Money and coinage was not the only way of settling trade agreements in Classical antiquity.¹⁴ Bartering and loans existed between neighbours based on mutual reciprocity and trust. The present needs dealings in trust and mutuality, and moreso in the future where a culture of creditworthiness is crucial in conducting business transactions (e.g. online shopping reviews and the tomorrow of cryptocurrency) and social interactions with one another. As described by the mission of OIKOS, the National Research School in Classical Students:
[T]he ‘human factor’ is crucial in converting inventions and new ideas into successful and actualized innovation. New possibilities need to be realized and embedded in societal practices. New ideas need to ‘land’ in the intended target-group. They must fit the thoughts, knowledge, beliefs, convictions and understanding of human actors.
Endnotes
¹Kostas Vlassopoulos, “Greek Slavery”, 115.
²Thomas R. Martin, “Coins and Slaves”, 33.

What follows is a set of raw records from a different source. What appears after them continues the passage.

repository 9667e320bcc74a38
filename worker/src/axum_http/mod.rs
pub mod default_routers;
pub mod http_serve;
pub mod routers;
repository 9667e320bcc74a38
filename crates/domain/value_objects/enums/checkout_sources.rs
use std::fmt::Display;

use serde::{Deserialize, Serialize};

/// Where a checkout was started from. `App` results are delivered via deep link.
#[derive(Default, Debug, Clone, Copy, Serialize, Deserialize, PartialEq, Eq)]
#[serde(rename_all = "lowercase")]
pub enum CheckoutSource {
    #[default]
    Web,
    App,
}

impl CheckoutSource {
    pub fn as_str(&self) -> &'static str {
        match self {
            CheckoutSource::Web => "web",
            CheckoutSource::App => "app",
        }
    }

    pub fn from_str(value: &str) -> Option<Self> {
        match value.trim().to_ascii_lowercase().as_str() {
            "web" => Some(CheckoutSource::Web),
            "app" => Some(CheckoutSource::App),
            _ => None,
        }
    }
}

impl Display for CheckoutSource {
    fn fmt(&self, f: &mut std::fmt::Formatter<'_>) -> std::fmt::Result {
        f.write_str(self.as_str())
    }
}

³Sarah B. Pomeroy, “Glossary”, 370.
⁴Vlassopoulos, 117.
⁵Pomeroy, History of Ancient Greece, 58-9.
⁶Pomeroy, 58-9.
⁷Pomeroy, 52-3.
⁸Pomeroy, 77.
⁹Pomeroy, 125.
¹⁰Josine Blok, “Debt and Its Aftermath”, 609.
¹¹Edward M. Harris, “Did Solon Abolish Debt-Bondage?”, 417.
¹²Blok, 620.
¹³Pomeroy, 125.
¹⁴Sitta von Reden, “Money in Classical Antiquity”.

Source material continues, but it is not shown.